Croatia’s Covid caseloads continue their fall after peaking in January

NEWS 03.03.202215:02 0 komentara
Pixabay / Ilustracija

Croatia's health authorities reported on Thursday that 1,625 new cases of the coronavirus and 23 Covid-related deaths have been recorded in the country over the previous 24 hours.

The figures seem to indicate that caseloads continue to drop following the most recent wave, which was fueled by the more contagious Omicron variant and which peaked in January. The rolling seven-day case count now stands at 10,411, the lowest it has been since mid-October, and around 40 percent down from the previous seven-day period which saw 17,634 confirmed cases.

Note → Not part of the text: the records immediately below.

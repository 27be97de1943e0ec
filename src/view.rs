//! View identifiers and the binding table that resolves them.
//!
//! Views are opaque: the route tree only knows a [`ViewId`], and the shell
//! supplies a [`ViewHandle`] for each one through [`ViewBindings`]. The table
//! is resolved once at registration time, so a missing binding is a startup
//! error rather than a navigation-time surprise.

use serde::{Deserialize, Serialize};
use std::collections::HashMap;
use std::fmt;
use std::sync::Arc;

/// Identifier of a renderable unit referenced by a route (e.g. `HomeComponent`).
///
/// Cloning is an atomic increment; identifiers come from the static route
/// table and are shared between every localized copy of a tree.
#[derive(Debug, Clone, PartialEq, Eq, Hash, PartialOrd, Ord, Serialize, Deserialize)]
#[serde(transparent)]
pub struct ViewId(Arc<str>);

impl ViewId {
    /// Create a view identifier.
    pub fn new(name: impl AsRef<str>) -> Self {
        ViewId(Arc::from(name.as_ref()))
    }

    /// Borrow the identifier as a string.
    #[must_use]
    pub fn as_str(&self) -> &str {
        &self.0
    }
}

impl fmt::Display for ViewId {
    fn fmt(&self, f: &mut fmt::Formatter<'_>) -> fmt::Result {
        f.write_str(&self.0)
    }
}

impl From<&str> for ViewId {
    fn from(s: &str) -> Self {
        ViewId::new(s)
    }
}

impl From<String> for ViewId {
    fn from(s: String) -> Self {
        ViewId(Arc::from(s))
    }
}

/// A renderable unit owned by the hosting shell.
pub trait Renderable: Send + Sync + fmt::Debug {
    /// Name the shell uses to instantiate the unit.
    fn name(&self) -> &str;
}

/// Shared handle to a renderable unit.
pub type ViewHandle = Arc<dyn Renderable>;

/// Minimal [`Renderable`] that only carries a name.
///
/// Used for collaborator views whose implementation lives elsewhere.
#[derive(Debug, Clone, PartialEq, Eq)]
pub struct NamedView {
    name: String,
}

impl NamedView {
    /// Create a named view.
    pub fn new(name: impl Into<String>) -> Self {
        Self { name: name.into() }
    }

    /// Create a shareable handle for a named view.
    pub fn handle(name: impl Into<String>) -> ViewHandle {
        Arc::new(Self::new(name))
    }
}

impl Renderable for NamedView {
    fn name(&self) -> &str {
        &self.name
    }
}

/// Registration table mapping view identifiers to handles.
#[derive(Debug, Clone, Default)]
pub struct ViewBindings {
    bindings: HashMap<ViewId, ViewHandle>,
}

impl ViewBindings {
    /// Create an empty table.
    #[must_use]
    pub fn new() -> Self {
        Self::default()
    }

    /// Bind `id` to `handle`, replacing any previous binding.
    pub fn bind(&mut self, id: impl Into<ViewId>, handle: ViewHandle) -> &mut Self {
        self.bindings.insert(id.into(), handle);
        self
    }

    /// Builder form of [`bind`](Self::bind).
    #[must_use]
    pub fn with(mut self, id: impl Into<ViewId>, handle: ViewHandle) -> Self {
        self.bind(id, handle);
        self
    }

    /// Bind each name to a [`NamedView`] of the same name.
    #[must_use]
    pub fn named<'a>(names: impl IntoIterator<Item = &'a str>) -> Self {
        let mut bindings = Self::new();
        for name in names {
            bindings.bind(name, NamedView::handle(name));
        }
        bindings
    }

    /// Merge `other` into this table. Bindings in `other` win.
    pub fn extend(&mut self, other: ViewBindings) {
        self.bindings.extend(other.bindings);
    }

    /// Look up the handle for `id`.
    #[must_use]
    pub fn get(&self, id: &ViewId) -> Option<ViewHandle> {
        self.bindings.get(id).map(Arc::clone)
    }

    /// Whether `id` is bound.
    #[must_use]
    pub fn contains(&self, id: &ViewId) -> bool {
        self.bindings.contains_key(id)
    }

    /// Number of bindings.
    #[must_use]
    pub fn len(&self) -> usize {
        self.bindings.len()
    }

    /// Whether the table is empty.
    #[must_use]
    pub fn is_empty(&self) -> bool {
        self.bindings.is_empty()
    }

    /// Bound identifiers in sorted order.
    #[must_use]
    pub fn ids(&self) -> Vec<ViewId> {
        let mut ids: Vec<ViewId> = self.bindings.keys().cloned().collect();
        ids.sort();
        ids
    }
}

The death count is also falling, with 181 deaths over the past seven days, compared to 285 during the week prior.

As of Thursday, there were 12,041 active cases in the country, including 1,130 Covid patients in hospital care. To date, Croatia has registered a little over a million of coronavirus cases, and the total pandemic-related death toll now stands at 15,145. This amounts to an average of 20 deaths per day since the first case was detected in the country on February 25, 2020.

Meanwhile, 2.3 million Croatians have received at least one shot of any Covid-19 vaccine so far, which translates to 56.8 percent of the country’s entire population, according to calculations released by health authorities, which project the current population to total little under 4.1 million – even though the latest 2021 census figures released in January by the state statistics bureau put the current population size at 3.88 million.

Some 2.23 million Croatians have been fully immunized against the disease to date, which health services claim translates to around 65.5 percent of adults, implying that there are currently 3.4 million adults living in the country.

The daily figures come from official reports which only account for cases confirmed by PCR tests and which are reported daily to the World Health Organization and other international agencies. Positive results detected via rapid antigen testing, including at-home tests, are reported and tracked via a separate registry which are sometimes leaked to the local media and get conflated with official figures.